Cheng Gang declined, saying, "We are a technology licensing company, not a manufacturer of brain-computer interface chips."

"The brain-computer interface technology authorized by Kechuang Bio does not involve uploading data to a cloud database. It can only capture signals in your brain and cannot convert your brain's thoughts into memories or even images."

Furthermore, since you're constantly wearing a brain-computer interface (BCI) device to operate your phone, your brain is generating signals every second. The BCI device converts these neural signals into commands that a computer can recognize to operate the phone.
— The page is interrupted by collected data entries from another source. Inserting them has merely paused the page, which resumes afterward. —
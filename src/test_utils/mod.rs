#![allow(missing_docs)]

pub(crate) mod form;
pub(crate) mod renderer;
pub(crate) mod response;

pub(crate) use form::{
    assert_form_action, assert_form_input, assert_form_submit_button_with_text,
    must_get_form_with_field,
};
pub(crate) use renderer::StubChartRenderer;
pub(crate) use response::{
    assert_content_type, assert_status_ok, assert_valid_html, body_text, get_header,
    parse_html_document,
};
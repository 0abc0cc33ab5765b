//! Lays out the horizontal bar chart for a report and converts it to an
//! ECharts option.
//!
//! The layout is plain data so that it can be checked without a JavaScript
//! runtime. Tick and bar labels are formatted here and handed to ECharts as
//! lookup tables.

use std::{collections::BTreeMap, sync::OnceLock};

use charming::{
    Chart,
    component::{Axis, Grid, Title},
    datatype::DataPointItem,
    element::{AxisLabel, AxisType, ItemStyle, JsFunction, Label, LabelPosition},
    series::Bar,
};
use numfmt::{Formatter, Precision};

use crate::{
    Error,
    report::{
        kind::{Period, ReportKind},
        query::AggregateRow,
    },
};

/// The label of the bar drawn when a report has no rows.
pub const NO_DATA_LABEL: &str = "no data";

/// The name of the category axis.
pub const CATEGORY_AXIS_NAME: &str = "Agents";

/// The most steps drawn along the value axis.
///
/// Larger values widen the step instead of adding more ticks.
pub const MAX_TICKS: usize = 20;

const PODIUM_COLOURS: [&str; 3] = ["green", "gold", "silver"];
const DEFAULT_COLOUR: &str = "skyblue";

/// A single agent's bar.
#[derive(Debug, Clone, PartialEq)]
pub struct ChartBar {
    /// The agent name shown on the category axis.
    pub label: String,
    /// The length of the bar.
    pub value: f64,
    /// The fill colour of the bar.
    pub colour: &'static str,
    /// The text drawn next to the bar, `None` for zero bars.
    pub annotation: Option<String>,
}

/// Everything needed to draw a report as a horizontal bar chart.
#[derive(Debug, Clone, PartialEq)]
pub struct BarChart {
    /// The chart title.
    pub title: String,
    /// The name of the value axis.
    pub value_axis_name: &'static str,
    /// The bars from largest to smallest.
    pub bars: Vec<ChartBar>,
    /// The distance between value axis ticks.
    pub tick_step: f64,
    /// The end of the value axis.
    pub axis_max: f64,
    /// The value axis ticks and their labels, from zero to `axis_max`.
    pub ticks: Vec<(f64, String)>,
}

impl BarChart {
    /// Lay out `rows` for the report `kind` over `period`.
    ///
    /// Bars are sorted from largest to smallest, keeping the order of `rows`
    /// for equal values. The value axis has at most [MAX_TICKS] steps.
    ///
    /// # Errors
    /// Returns an [Error::ChartRenderError] if a value is infinite or NaN.
    pub fn new(kind: ReportKind, period: &Period, rows: &[AggregateRow]) -> Result<Self, Error> {
        if let Some(row) = rows.iter().find(|row| !row.value.is_finite()) {
            return Err(Error::ChartRenderError(format!(
                "the {kind} total for {} is {}",
                row.agent_name, row.value
            )));
        }

        let mut rows: Vec<(String, f64)> = if rows.is_empty() {
            vec![(NO_DATA_LABEL.to_owned(), 0.0)]
        } else {
            rows.iter()
                .map(|row| (row.agent_name.clone(), row.value))
                .collect()
        };
        rows.sort_by(|(_, a), (_, b)| b.total_cmp(a));

        let bars = rows
            .into_iter()
            .enumerate()
            .map(|(rank, (label, value))| ChartBar {
                label,
                value,
                colour: PODIUM_COLOURS.get(rank).copied().unwrap_or(DEFAULT_COLOUR),
                annotation: (value != 0.0).then(|| format_annotation(kind, value)),
            })
            .collect::<Vec<_>>();

        let max_value = bars.iter().map(|bar| bar.value).fold(0.0, f64::max);
        let (tick_step, step_count) = axis_steps(max_value, kind.tick_step());
        let axis_max = step_count as f64 * tick_step;

        let ticks = (0..=step_count)
            .map(|index| {
                let tick = index as f64 * tick_step;
                (tick, format_tick(kind, tick))
            })
            .collect();

        Ok(Self {
            title: kind.title(period),
            value_axis_name: kind.value_axis_name(),
            bars,
            tick_step,
            axis_max,
            ticks,
        })
    }

    /// Convert the layout to an ECharts option.
    ///
    /// The value axis is pinned to run from zero to [BarChart::axis_max].
    ///
    /// # Errors
    /// Returns an [Error::ChartRenderError] if the label tables could not be
    /// encoded.
    pub fn to_echarts(&self) -> Result<Chart, Error> {
        let names: Vec<String> = self.bars.iter().map(|bar| bar.label.clone()).collect();
        let data: Vec<DataPointItem> = self
            .bars
            .iter()
            .map(|bar| {
                DataPointItem::new(bar.value).item_style(ItemStyle::new().color(bar.colour))
            })
            .collect();

        let annotations: Vec<&str> = self
            .bars
            .iter()
            .map(|bar| bar.annotation.as_deref().unwrap_or_default())
            .collect();
        let tick_labels: BTreeMap<String, &str> = self
            .ticks
            .iter()
            .map(|(tick, label)| (tick.to_string(), label.as_str()))
            .collect();

        let annotations = to_json(&annotations)?;
        let tick_labels = to_json(&tick_labels)?;

        Ok(Chart::new()
            .title(Title::new().text(self.title.as_str()).left("center"))
            .grid(
                Grid::new()
                    .left("3%")
                    .right("10%")
                    .bottom("8%")
                    .contain_label(true),
            )
            .x_axis(
                Axis::new()
                    .type_(AxisType::Value)
                    .name(self.value_axis_name)
                    .min(0.0)
                    .max(self.axis_max)
                    .interval(self.tick_step)
                    .axis_label(AxisLabel::new().formatter(JsFunction::new_with_args(
                        "value",
                        &format!("const labels = {tick_labels}; return labels[value] ?? value;"),
                    ))),
            )
            .y_axis(
                Axis::new()
                    .type_(AxisType::Category)
                    .name(CATEGORY_AXIS_NAME)
                    .inverse(true)
                    .data(names),
            )
            .series(
                Bar::new().data(data).label(
                    Label::new()
                        .show(true)
                        .position(LabelPosition::Right)
                        .formatter(JsFunction::new_with_args(
                            "params",
                            &format!("const labels = {annotations}; return labels[params.dataIndex];"),
                        )),
                ),
            ))
    }
}

/// The tick step and number of steps for an axis that covers `max_value`.
///
/// `step` is multiplied by a whole number when covering `max_value` would
/// take more than [MAX_TICKS] steps.
fn axis_steps(max_value: f64, step: f64) -> (f64, usize) {
    let steps = (max_value / step).ceil().max(1.0);

    let step = if steps > MAX_TICKS as f64 {
        step * (steps / MAX_TICKS as f64).ceil()
    } else {
        step
    };

    let steps = (max_value / step).ceil().clamp(1.0, MAX_TICKS as f64);

    (step, steps as usize)
}

fn to_json(value: &impl serde::Serialize) -> Result<String, Error> {
    serde_json::to_string(value).map_err(|error| Error::ChartRenderError(error.to_string()))
}

fn format_annotation(kind: ReportKind, value: f64) -> String {
    if kind.is_volume() {
        format_currency(value)
    } else {
        format_thousands(value)
    }
}

fn format_tick(kind: ReportKind, tick: f64) -> String {
    if kind == ReportKind::YtdVolume {
        format!("{}M", format_thousands(tick / 1_000_000.0))
    } else {
        format_thousands(tick)
    }
}

/// Format `number` as dollars and cents, e.g. `$1,000.50`.
pub fn format_currency(number: f64) -> String {
    static POSITIVE_FMT: OnceLock<Formatter> = OnceLock::new();

    let positive_fmt = POSITIVE_FMT.get_or_init(|| {
        Formatter::currency("$")
            .unwrap()
            .precision(Precision::Decimals(2))
    });

    static NEGATIVE_FMT: OnceLock<Formatter> = OnceLock::new();

    let negative_fmt = NEGATIVE_FMT.get_or_init(|| {
        Formatter::currency("-$")
            .unwrap()
            .precision(Precision::Decimals(2))
    });

    let number = (number * 100.0).round() / 100.0;

    let formatted_string = if number < 0.0 {
        negative_fmt.fmt_string(number.abs())
    } else if number > 0.0 {
        positive_fmt.fmt_string(number)
    } else {
        // Zero is hardcoded as "0", so we must specify the formatted string for zero
        "$0.00".to_owned()
    };

    pad_cents(formatted_string)
}

/// numfmt drops trailing zeros after the decimal point, so "12.30" is
/// rendered as "12.3" and "12.00" as "12".
fn pad_cents(mut formatted_string: String) -> String {
    match formatted_string.rfind('.') {
        Some(point) => {
            let decimals = formatted_string.len() - point - 1;
            for _ in decimals..2 {
                formatted_string.push('0');
            }
        }
        None => formatted_string.push_str(".00"),
    }

    formatted_string
}

/// Format `number` rounded to a whole number with commas between each
/// group of three digits, e.g. `1,234,567`.
pub fn format_thousands(number: f64) -> String {
    static FMT: OnceLock<Formatter> = OnceLock::new();

    let fmt = FMT.get_or_init(|| {
        Formatter::new()
            .separator(',')
            .unwrap()
            .precision(Precision::Decimals(0))
    });

    let number = number.round();

    if number == 0.0 {
        "0".to_owned()
    } else {
        fmt.fmt_string(number)
    }
}


#[cfg(test)]
mod echarts_tests {
    use crate::report::{
        kind::{Period, ReportKind},
        query::AggregateRow,
    };

    use super::BarChart;

    fn chart_json(kind: ReportKind, values: &[(&str, f64)]) -> String {
        let rows: Vec<_> = values
            .iter()
            .map(|(name, value)| AggregateRow {
                agent_name: (*name).to_owned(),
                value: *value,
            })
            .collect();
        let period: Period = "2024-12".parse().unwrap();

        BarChart::new(kind, &period, &rows)
            .unwrap()
            .to_echarts()
            .unwrap()
            .to_string()
    }

    #[test]
    fn value_axis_is_pinned_to_layout() {
        let json = chart_json(ReportKind::MonthlyVolume, &[("Alice", 1000.50)]);

        assert!(json.contains("\"min\": 0.0"), "{json}");
        assert!(json.contains("\"max\": 200000.0"), "{json}");
        assert!(json.contains("\"interval\": 200000.0"), "{json}");
        assert!(json.contains(r#"const labels = {"0":"0","200000":"200,000"};"#), "{json}");
    }

    #[test]
    fn largest_bar_is_drawn_at_the_top() {
        let json = chart_json(
            ReportKind::MonthlyTransactions,
            &[("Alice", 1.0), ("Bob", 3.0), ("Cat", 2.0), ("Dan", 4.0)],
        );

        assert!(json.contains("\"inverse\": true"), "{json}");
        let dan = json.find("\"Dan\"").unwrap();
        let bob = json.find("\"Bob\"").unwrap();
        let alice = json.find("\"Alice\"").unwrap();
        assert!(dan < bob && bob < alice, "{json}");
        for colour in ["green", "gold", "silver", "skyblue"] {
            assert!(json.contains(&format!("\"{colour}\"")), "missing {colour}: {json}");
        }
    }

    #[test]
    fn annotations_are_embedded_as_json() {
        let json = chart_json(ReportKind::MonthlyVolume, &[("Alice", 1000.50), ("Bob", 0.0)]);

        assert!(
            json.contains(r#"const labels = ["$1,000.50",""]; return labels[params.dataIndex];"#),
            "{json}"
        );
    }

    #[test]
    fn control_characters_in_names_are_escaped() {
        let json = chart_json(
            ReportKind::MonthlyVolume,
            &[("A\rB", 10.0), ("Bell\u{7}", 5.0)],
        );

        assert!(!json.contains('\r'), "{json:?}");
        assert!(!json.contains('\u{7}'), "{json:?}");
        assert!(json.contains(r#""A\rB""#), "{json}");
    }
}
This data is massive and unordered, so there's no need to store it.

Because there is no data storage and no issues related to data leakage, the R&D director of Kechuang Bio Suzhou even made a special trip to the Ministry of Industry and Information Technology to explain the brain-computer interface patent when it was being registered.

The history and speed of brain-computer interface technology development far exceed outside imagination.

As early as 1999, a research group led by Hunter Peckham at Case Western Reserve University in the United States had restored some hand motor function in Jim Jatich, a quadriplegic patient, using a 64-bit electroencephalogram.

This technology analyzes beta waves in electroencephalogram (EEG) signals to classify the patient's thoughts into two concepts: upward and downward, and then controls an external switch.

In addition, this technology can also enable patients to control a computer cursor and the neural controllers that drive their hands, thus restoring motor function to some extent.